Click OK and then Generate. You will now get an error (“[Common 17-53] User Exception: No open project. Please use Save Project As to save your work and re-do this operation”), which you can close as it is not critical.

The output we need from this step is the set_property command that configures the ILA, which got printed in the Tcl Console window.
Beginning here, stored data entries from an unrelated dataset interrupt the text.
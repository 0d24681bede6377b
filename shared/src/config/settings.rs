//! Settings document.
//!
//! A settings document is a JSON object of named sections, each mapping
//! parameter names to either a single text value or a list of text values.

use serde::{Deserialize, Serialize};
use std::collections::BTreeMap;

use super::ConfigError;

/// A single parameter value.
#[derive(Debug, Clone, PartialEq, Eq, Serialize, Deserialize)]
#[serde(untagged)]
pub enum Parameter {
    /// A single text value.
    Text(String),
    /// An ordered list of text values.
    List(Vec<String>),
}

impl Parameter {
    /// Returns the value as text, if it is a single value.
    #[must_use]
    pub fn as_text(&self) -> Option<&str> {
        match self {
            Self::Text(text) => Some(text),
            Self::List(_) => None,
        }
    }

    /// Returns the values in order. A single text value is a one-element list.
    #[must_use]
    pub fn values(&self) -> Vec<&str> {
        match self {
            Self::Text(text) => vec![text.as_str()],
            Self::List(items) => items.iter().map(String::as_str).collect(),
        }
    }
}

impl From<&str> for Parameter {
    fn from(value: &str) -> Self {
        Self::Text(value.to_string())
    }
}

impl From<Vec<String>> for Parameter {
    fn from(values: Vec<String>) -> Self {
        Self::List(values)
    }
}

/// Parameters of one section, by name.
pub type Section = BTreeMap<String, Parameter>;

/// An immutable snapshot of the settings document.
#[derive(Debug, Clone, Default, PartialEq, Eq, Serialize, Deserialize)]
#[serde(transparent)]
pub struct ConfigurationSettings {
    sections: BTreeMap<String, Section>,
}

impl ConfigurationSettings {
    /// Creates an empty document.
    #[must_use]
    pub fn new() -> Self {
        Self::default()
    }

    /// Parses a JSON settings document.
    ///
    /// # Errors
    ///
    /// Returns `ConfigError::Parse` if the text is not a JSON object of
    /// sections holding text or list parameters.
    ///
    /// # Examples
    ///
    /// ```
    /// use shared::config::ConfigurationSettings;
    ///
    /// let settings = ConfigurationSettings::from_json(r#"{"Telemetry":{"Credential":"key"}}"#).unwrap();
    /// assert_eq!(settings.text("Telemetry", "Credential"), Some("key"));
    /// ```
    pub fn from_json(text: &str) -> Result<Self, ConfigError> {
        serde_json::from_str(text).map_err(|e| ConfigError::Parse(e.to_string()))
    }

    /// Adds or replaces a parameter.
    #[must_use]
    pub fn with_parameter(
        mut self,
        section: impl Into<String>,
        key: impl Into<String>,
        value: impl Into<Parameter>,
    ) -> Self {
        self.sections
            .entry(section.into())
            .or_default()
            .insert(key.into(), value.into());
        self
    }

    /// Returns a section by name.
    #[must_use]
    pub fn section(&self, name: &str) -> Option<&Section> {
        self.sections.get(name)
    }

    /// Returns true if the section exists.
    #[must_use]
    pub fn contains_section(&self, name: &str) -> bool {
        self.sections.contains_key(name)
    }

    /// Returns a parameter by section and key.
    #[must_use]
    pub fn parameter(&self, section: &str, key: &str) -> Option<&Parameter> {
        self.section(section).and_then(|s| s.get(key))
    }

    /// Returns a single text parameter by section and key.
    #[must_use]
    pub fn text(&self, section: &str, key: &str) -> Option<&str> {
        self.parameter(section, key).and_then(Parameter::as_text)
    }

    /// Returns a required parameter.
    ///
    /// # Errors
    ///
    /// Returns `ConfigError::MissingSection` or `ConfigError::MissingKey`.
    pub fn require(&self, section: &str, key: &str) -> Result<&Parameter, ConfigError> {
        let params = self
            .section(section)
            .ok_or_else(|| ConfigError::MissingSection(section.to_string()))?;
        params.get(key).ok_or_else(|| ConfigError::MissingKey {
            section: section.to_string(),
            key: key.to_string(),
        })
    }
}

#[cfg(test)]
mod tests {
    use super::*;

    #[test]
    fn test_parse_text_and_list_parameters() {
        let settings = ConfigurationSettings::from_json(
            r#"{
                "Telemetry": { "Credential": "key" },
                "Counters": { "Descriptors": ["a\\b|c", "d\\e"] }
            }"#,
        )
        .unwrap();

        assert_eq!(settings.text("Telemetry", "Credential"), Some("key"));
        assert_eq!(
            settings.parameter("Counters", "Descriptors").unwrap().values(),
            vec!["a\\b|c", "d\\e"]
        );
        assert!(settings.text("Counters", "Descriptors").is_none());
    }

    #[test]
    fn test_parse_rejects_non_text_values() {
        let result = ConfigurationSettings::from_json(r#"{"Counters":{"CheckIntervalSecs":15}}"#);
        assert!(matches!(result, Err(ConfigError::Parse(_))));

        tokio_test::assert_err!(ConfigurationSettings::from_json("[]"));
    }

    #[test]
    fn test_require_reports_what_is_missing() {
        let settings = ConfigurationSettings::new().with_parameter("Telemetry", "Other", "x");

        assert_eq!(
            settings.require("Counters", "Descriptors"),
            Err(ConfigError::MissingSection("Counters".to_string()))
        );
        assert_eq!(
            settings.require("Telemetry", "Credential"),
            Err(ConfigError::MissingKey {
                section: "Telemetry".to_string(),
                key: "Credential".to_string(),
            })
        );
    }

    #[test]
    fn test_with_parameter_replaces() {
        let settings = ConfigurationSettings::new()
            .with_parameter("Telemetry", "Credential", "a")
            .with_parameter("Telemetry", "Credential", "b");

        assert_eq!(settings.text("Telemetry", "Credential"), Some("b"));
        assert!(settings.contains_section("Telemetry"));
    }
}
Copy that command from the Vivado GUI, open hw/top_earlgrey/util/vivado_hook_synth_design_pre.tcl, and paste it at the end of that file.

Add the following two commands before the command that configures the ILA:

# Save the current 'in-memory' project as actual project.  This is required for some of the commands
# below, such as `get_fileset`.
save_project_as -force lowrisc_systems_chip_earlgrey_cw310_0.1

# Create ILA IP core.
set ila_xci_path [ create_ip -name ila -vendor xilinx.com -library ip -version 6.2 -module_name ila_0 ]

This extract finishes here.